Social life. Nighttime exercise requires commitment. What if a co-worker asks to leave after work, or is there a family event at night? Which one will you choose – socialization or running?
 Security. Running in the dark makes it difficult for your eyes to see small things that might be dangerous. Road holes, tree branches, turns, climbs or derivatives, animals running in the middle of the road, motorized vehicles or even other runners are some examples of things that must be considered.
 Health Issues. A common opinion that is often heard is that a night run can cause wet lungs. Actually there is no ‘wet lung’ disease in medicine. ‘Wet lungs’ is a layman’s term for pleural effusion – the presence of abnormal amounts of fluid around the lungs. This condition can be caused by various diseases, one of which is pneumonia.

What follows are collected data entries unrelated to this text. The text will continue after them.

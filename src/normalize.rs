//! Best-effort conversion of unrecognized SELFIES symbols into SMILES fragments.

use compact_str::{format_compact, CompactString};

use crate::constants::{BOND_PREFIXES, BRACKET_LESS_SMILES, EXPLICIT_SUFFIX};

/// Convert a SELFIES symbol that no atom table lists into a plausible SMILES fragment.
///
/// Explicit aromatic symbols, for instance, are not part of the SELFIES alphabet, but
/// `[c]`, `[n]` and `[o]` still come out as `c`, `n` and `o`. The steps run in order:
///
/// 1. A bond-order or stereo marker right inside the bracket (`=`, `#`, `\`, `/`, `-`)
///    moves in front of the output.
/// 2. Elements written without brackets in SMILES lose their brackets.
/// 3. An `expl]` suffix collapses into a plain `]`.
///
/// Never fails; symbols matching none of the steps come back unchanged.
pub fn normalize(token: &str) -> CompactString {
    let mut processed = CompactString::default();
    let mut symbol = CompactString::from(token);

    // prefixes are ASCII, so byte slicing stays on char boundaries
    if BOND_PREFIXES.iter().any(|prefix| token.starts_with(prefix)) {
        processed.push_str(&token[1..2]);
        symbol = format_compact!("[{}", &token[2..]);
    }

    if BRACKET_LESS_SMILES.contains(&symbol.as_str()) {
        symbol = CompactString::from(&symbol[1..symbol.len() - 1]);
    }

    if symbol.contains(EXPLICIT_SUFFIX) {
        symbol = CompactString::from(symbol.replace(EXPLICIT_SUFFIX, "]"));
    }

    processed.push_str(&symbol);
    processed
}

#[cfg(test)]
mod tests {
    use super::*;
    use proptest::prelude::*;

    #[test]
    fn test_normalize_aromatic() {
        assert_eq!(normalize("[c]"), "c");
        assert_eq!(normalize("[n]"), "n");
        assert_eq!(normalize("[o]"), "o");
    }

    #[test]
    fn test_normalize_bond_prefix() {
        assert_eq!(normalize("[=O]"), "=O");
        assert_eq!(normalize("[#c]"), "#c");
        assert_eq!(normalize("[-P]"), "-P");
        // not bracket-less, so the brackets stay
        assert_eq!(normalize("[=Se]"), "=[Se]");
    }

    #[test]
    fn test_normalize_stereo_prefix() {
        assert_eq!(normalize("[/C]"), "/C");
        assert_eq!(normalize("[\\Br]"), "\\Br");
        assert_eq!(normalize("[/C@@Hexpl]"), "/[C@@H]");
    }

    #[test]
    fn test_normalize_explicit_hydrogen() {
        assert_eq!(normalize("[NHexpl]"), "[NH]");
        assert_eq!(normalize("[nHexpl]"), "[nH]");
        assert_eq!(normalize("[C@Hexpl]"), "[C@H]");
        // the suffix only collapses when it closes the bracket
        assert_eq!(normalize("[explX]"), "[explX]");
    }

    #[test]
    fn test_normalize_passthrough() {
        assert_eq!(normalize("[Xe]"), "[Xe]");
        assert_eq!(normalize("[Na+]"), "[Na+]");
        assert_eq!(normalize(""), "");
        assert_eq!(normalize("[="), "=[");
    }

    proptest! {
        #[test]
        fn prop_normalize_is_total_and_deterministic(token in "\\PC{0,12}") {
            let first = normalize(&token);
            prop_assert_eq!(first, normalize(&token));
        }

        #[test]
        fn prop_normalize_keeps_unprefixed_brackets(body in "[A-Z][a-z]{1,2}[0-9+\\-]{0,2}") {
            let token = format!("[{}]", body);
            let expected = if BRACKET_LESS_SMILES.contains(&token.as_str()) {
                body.clone()
            } else {
                token.clone()
            };
            let normalized = normalize(&token);
            prop_assert_eq!(normalized.as_str(), expected.as_str());
        }
    }
}
//! Raw device units to real units.
//!
//! Mapping is a pure function applied once per dot after its page is sealed.
//! It never runs inside the tracker, so the state machine stays unit-agnostic.

use super::{Dot, Page, RawDot, RawPage, RawStroke, Stroke};
use crate::format::ScaleTable;

/// Map one dot: coordinates times scale, pressure over its maximum.
pub fn map_dot(dot: &RawDot, scale: &ScaleTable) -> Dot {
    let pressure = if scale.pressure_max > 0.0 {
        (dot.pressure as f64 / scale.pressure_max).clamp(0.0, 1.0)
    } else {
        0.0
    };
    Dot {
        x: dot.x as f64 * scale.x_scale,
        y: dot.y as f64 * scale.y_scale,
        pressure,
        tilt: dot.tilt,
        timestamp: dot.timestamp,
    }
}

fn map_stroke(stroke: &RawStroke, scale_override: Option<&ScaleTable>) -> Stroke {
    let scale = scale_override.unwrap_or(&stroke.format.spec().scale);
    Stroke {
        start_time: stroke.start_time,
        end_time: stroke.end_time,
        dots: stroke.dots.iter().map(|dot| map_dot(dot, scale)).collect(),
    }
}

/// Map a sealed page. Each stroke uses the scale table of the format it was
/// recorded in unless `scale_override` is given.
pub fn map_page(page: &RawPage, scale_override: Option<&ScaleTable>) -> Page {
    Page {
        id: page.id,
        strokes: page
            .strokes
            .iter()
            .map(|stroke| map_stroke(stroke, scale_override))
            .collect(),
    }
}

 Pneumonia is an infection of the lungs caused by germs and triggered by a weak immune system so that it is susceptible to disease. These germs can be obtained from anywhere, offices, malls, or other public places – not exclusively because they run at night.

 One theory that might support the emergence of fears of lung problems is because trees and plants produce CO2 at night and reduce oxygen levels in the air around us, so that when running on a route with lots of breath trees it feels heavier.
 The best way to find out when the most suitable exercise time is to try at various times – dawn, morning, afternoon, evening, or night. Basically, if you decide to run at night, research suggests doing it a few hours before going to bed. Another important point is don’t hesitate to consult a doctor if you feel a complaint.